--- Data shown ---

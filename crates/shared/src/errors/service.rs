use crate::errors::repository::RepositoryError;
use thiserror::Error;

#[derive(Debug, Error)]
pub enum ServiceError {
    #[error("Repository error: {0}")]
    Repo(#[from] RepositoryError),

    #[error("Validation failed: {0:?}")]
    Validation(Vec<String>),

    #[error("Internal error: {0}")]
    Internal(String),
}
use shared::domain::responses::OrderResponse;
use uuid::Uuid;

#[derive(Debug, Clone, Copy, PartialEq, Eq)]
pub enum ToastKind {
    Success,
    Error,
    Info,
}

/// One-shot message shown on the next render.
#[derive(Debug, Clone, PartialEq, Eq)]
pub struct Toast {
    pub kind: ToastKind,
    pub message: String,
}

impl Toast {
    pub fn success(message: impl Into<String>) -> Self {
        Self {
            kind: ToastKind::Success,
            message: message.into(),
        }
    }

    pub fn error(message: impl Into<String>) -> Self {
        Self {
            kind: ToastKind::Error,
            message: message.into(),
        }
    }

    pub fn info(message: impl Into<String>) -> Self {
        Self {
            kind: ToastKind::Info,
            message: message.into(),
        }
    }
}

/// Growth detected by a silent poll.
#[derive(Debug, Clone, Copy, PartialEq, Eq)]
pub struct NewOrders {
    pub count: usize,
}

impl NewOrders {
    pub fn message(&self) -> String {
        format!("{} received!", self.label())
    }

    pub fn label(&self) -> String {
        let plural = if self.count > 1 { "s" } else { "" };
        format!("{} new order{plural}", self.count)
    }
}

/// In-memory state of the single dashboard session.
#[derive(Debug)]
pub struct DashboardSession {
    orders: Vec<OrderResponse>,
    last_order_count: Option<usize>,
    new_orders_count: usize,
    auto_refresh: bool,
    toast: Option<Toast>,
}

impl Default for DashboardSession {
    fn default() -> Self {
        Self {
            orders: Vec::new(),
            last_order_count: None,
            new_orders_count: 0,
            auto_refresh: true,
            toast: None,
        }
    }
}

impl DashboardSession {
    pub fn orders(&self) -> &[OrderResponse] {
        &self.orders
    }

    pub fn find(&self, id: Uuid) -> Option<&OrderResponse> {
        self.orders.iter().find(|order| order.id == id)
    }

    pub fn last_order_count(&self) -> Option<usize> {
        self.last_order_count
    }

    pub fn new_orders_count(&self) -> usize {
        self.new_orders_count
    }

    pub fn auto_refresh(&self) -> bool {
        self.auto_refresh
    }

    /// Full load: replaces the list and resets the baseline without notifying.
    pub fn replace_orders(&mut self, orders: Vec<OrderResponse>) {
        self.last_order_count = Some(orders.len());
        self.orders = orders;
    }

    /// Silent poll: replaces the list and reports growth over the baseline.
    ///
    /// Only a strictly larger count counts as growth, and only once a baseline
    /// exists. The comparison is by count alone, so an arrival that coincides
    /// with a removal goes unnoticed.
    pub fn apply_poll(&mut self, orders: Vec<OrderResponse>) -> Option<NewOrders> {
        let outcome = match self.last_order_count {
            Some(previous) if orders.len() > previous => Some(NewOrders {
                count: orders.len() - previous,
            }),
            _ => None,
        };

        if let Some(new_orders) = outcome {
            self.new_orders_count = new_orders.count;
            self.toast = Some(Toast::success(new_orders.message()));
        }

        self.replace_orders(orders);
        outcome
    }

    pub fn acknowledge_new_orders(&mut self) {
        self.new_orders_count = 0;
    }

    pub fn toggle_auto_refresh(&mut self) -> bool {
        self.auto_refresh = !self.auto_refresh;
        self.auto_refresh
    }

    pub fn set_toast(&mut self, toast: Toast) {
        self.toast = Some(toast);
    }

    pub fn take_toast(&mut self) -> Option<Toast> {
        self.toast.take()
    }
}

#[cfg(test)]
mod tests {
    use super::*;
    use chrono::Utc;

    fn orders(n: usize) -> Vec<OrderResponse> {
        (0..n)
            .map(|_| OrderResponse {
                id: Uuid::new_v4(),
                customer_id: None,
                status: "pending".into(),
                subtotal: None,
                discount_amount: None,
                total: None,
                delivery_address: None,
                notes: None,
                created_at: Utc::now(),
                updated_at: None,
                customer: None,
                order_items: vec![],
            })
            .collect()
    }

    #[test]
    fn growth_reports_the_difference_once() {
        let mut session = DashboardSession::default();
        session.replace_orders(orders(3));

        assert_eq!(session.apply_poll(orders(5)), Some(NewOrders { count: 2 }));
        assert_eq!(session.new_orders_count(), 2);
        assert_eq!(session.last_order_count(), Some(5));

        // Same count again: the baseline moved, so nothing new.
        assert_eq!(session.apply_poll(orders(5)), None);
    }

    #[test]
    fn equal_or_smaller_counts_do_not_notify() {
        let mut session = DashboardSession::default();
        session.replace_orders(orders(4));

        assert_eq!(session.apply_poll(orders(4)), None);
        assert_eq!(session.apply_poll(orders(2)), None);
        assert_eq!(session.last_order_count(), Some(2));
        assert!(session.take_toast().is_none());
    }

    #[test]
    fn first_poll_without_baseline_only_sets_it() {
        let mut session = DashboardSession::default();

        assert_eq!(session.apply_poll(orders(7)), None);
        assert_eq!(session.last_order_count(), Some(7));
    }

    #[test]
    fn growth_from_an_empty_baseline_notifies() {
        let mut session = DashboardSession::default();
        session.replace_orders(Vec::new());

        assert_eq!(session.apply_poll(orders(1)), Some(NewOrders { count: 1 }));
    }

    #[test]
    fn replace_never_notifies() {
        let mut session = DashboardSession::default();
        session.replace_orders(orders(1));
        session.replace_orders(orders(10));

        assert_eq!(session.new_orders_count(), 0);
        assert!(session.take_toast().is_none());
    }

    #[test]
    fn toast_is_taken_once() {
        let mut session = DashboardSession::default();
        session.replace_orders(orders(1));
        session.apply_poll(orders(2));

        assert_eq!(
            session.take_toast(),
            Some(Toast::success("1 new order received!"))
        );
        assert_eq!(session.take_toast(), None);
    }

    #[test]
    fn acknowledging_clears_the_banner() {
        let mut session = DashboardSession::default();
        session.replace_orders(orders(1));
        session.apply_poll(orders(4));
        session.acknowledge_new_orders();

        assert_eq!(session.new_orders_count(), 0);
    }

    #[test]
    fn labels_pluralize() {
        assert_eq!(NewOrders { count: 1 }.message(), "1 new order received!");
        assert_eq!(NewOrders { count: 3 }.label(), "3 new orders");
    }

    #[test]
    fn auto_refresh_starts_on_and_toggles() {
        let mut session = DashboardSession::default();
        assert!(session.auto_refresh());
        assert!(!session.toggle_auto_refresh());
        assert!(session.toggle_auto_refresh());
    }
}
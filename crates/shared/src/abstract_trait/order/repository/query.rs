use crate::{
    errors::RepositoryError,
    model::{OrderItemRecord, OrderRecord},
};
use async_trait::async_trait;
use std::sync::Arc;
use uuid::Uuid;

pub type DynOrderQueryRepository = Arc<dyn OrderQueryRepositoryTrait + Send + Sync>;

#[async_trait]
pub trait OrderQueryRepositoryTrait {
    /// Every order, newest first, joined with its customer.
    async fn find_all(&self) -> Result<Vec<OrderRecord>, RepositoryError>;

    /// Items of the given orders joined with their menu item.
    async fn find_items_by_orders(
        &self,
        order_ids: &[Uuid],
    ) -> Result<Vec<OrderItemRecord>, RepositoryError>;
}
use crate::{domain::responses::OrderResponse, errors::ServiceError};
use async_trait::async_trait;
use std::sync::Arc;

pub type DynOrderQueryService = Arc<dyn OrderQueryServiceTrait + Send + Sync>;

#[async_trait]
pub trait OrderQueryServiceTrait {
    async fn find_all(&self) -> Result<Vec<OrderResponse>, ServiceError>;
}
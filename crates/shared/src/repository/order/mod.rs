mod command;
mod query;

pub use self::command::OrderCommandRepository;
pub use self::query::OrderQueryRepository;
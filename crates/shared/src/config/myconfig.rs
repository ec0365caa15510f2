use crate::errors::ConfigError;
use crate::utils::PriceFormat;
use std::{str::FromStr, time::Duration};

#[derive(Debug, Clone)]
pub struct Config {
    pub port: u16,
    pub poll_interval: Duration,
    pub run_migrations: bool,
    pub db_max_conn: u32,
    pub dev_mode: bool,
    pub enable_file_log: bool,
    pub otel_endpoint: Option<String>,
    pub price_format: PriceFormat,
}

impl Config {
    pub fn init() -> Result<Self, ConfigError> {
        Self::from_lookup(|var| std::env::var(var).ok())
    }

    pub fn from_lookup<F>(lookup: F) -> Result<Self, ConfigError>
    where
        F: Fn(&str) -> Option<String>,
    {
        let port = parse_or(&lookup, "PORT", 8080u16)?;
        let db_max_conn = parse_or(&lookup, "DB_MAX_CONN", 5u32)?;

        let poll_secs = parse_or(&lookup, "POLL_INTERVAL_SECS", 10u64)?;
        if poll_secs == 0 {
            return Err(ConfigError::InvalidValue {
                var: "POLL_INTERVAL_SECS".into(),
                value: "0".into(),
                reason: "must be greater than zero".into(),
            });
        }

        let run_migrations = match lookup("RUN_MIGRATIONS").as_deref().map(str::trim) {
            None | Some("") | Some("false") => false,
            Some("true") => true,
            Some(other) => {
                return Err(ConfigError::InvalidValue {
                    var: "RUN_MIGRATIONS".into(),
                    value: other.into(),
                    reason: "must be 'true' or 'false'".into(),
                });
            }
        };

        let dev_mode = flag(&lookup, "DEV_MODE");
        let enable_file_log = flag(&lookup, "ENABLE_FILE_LOG");

        let otel_endpoint = lookup("OTEL_EXPORTER_OTLP_ENDPOINT")
            .map(|v| v.trim().to_string())
            .filter(|v| !v.is_empty());

        let default_price = PriceFormat::default();
        let price_format = PriceFormat {
            symbol: lookup("PRICE_CURRENCY_SYMBOL").unwrap_or(default_price.symbol),
            decimals: parse_or(&lookup, "PRICE_DECIMALS", default_price.decimals)?,
        };

        Ok(Self {
            port,
            poll_interval: Duration::from_secs(poll_secs),
            run_migrations,
            db_max_conn,
            dev_mode,
            enable_file_log,
            otel_endpoint,
            price_format,
        })
    }
}

fn flag<F>(lookup: &F, var: &str) -> bool
where
    F: Fn(&str) -> Option<String>,
{
    lookup(var)
        .map(|v| v == "true" || v == "1")
        .unwrap_or(false)
}

fn parse_or<F, T>(lookup: &F, var: &str, default: T) -> Result<T, ConfigError>
where
    F: Fn(&str) -> Option<String>,
    T: FromStr,
    T::Err: std::fmt::Display,
{
    match lookup(var) {
        None => Ok(default),
        Some(raw) if raw.trim().is_empty() => Ok(default),
        Some(raw) => raw
            .trim()
            .parse::<T>()
            .map_err(|err| ConfigError::InvalidValue {
                var: var.to_string(),
                value: raw.clone(),
                reason: err.to_string(),
            }),
    }
}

---

Scan the data above, find each line with "Send", and copy it.

#### [Exercise result]
pub type DynOrderQueryRepository = Arc<dyn OrderQueryRepositoryTrait + Send + Sync>;
pub type DynOrderQueryService = Arc<dyn OrderQueryServiceTrait + Send + Sync>;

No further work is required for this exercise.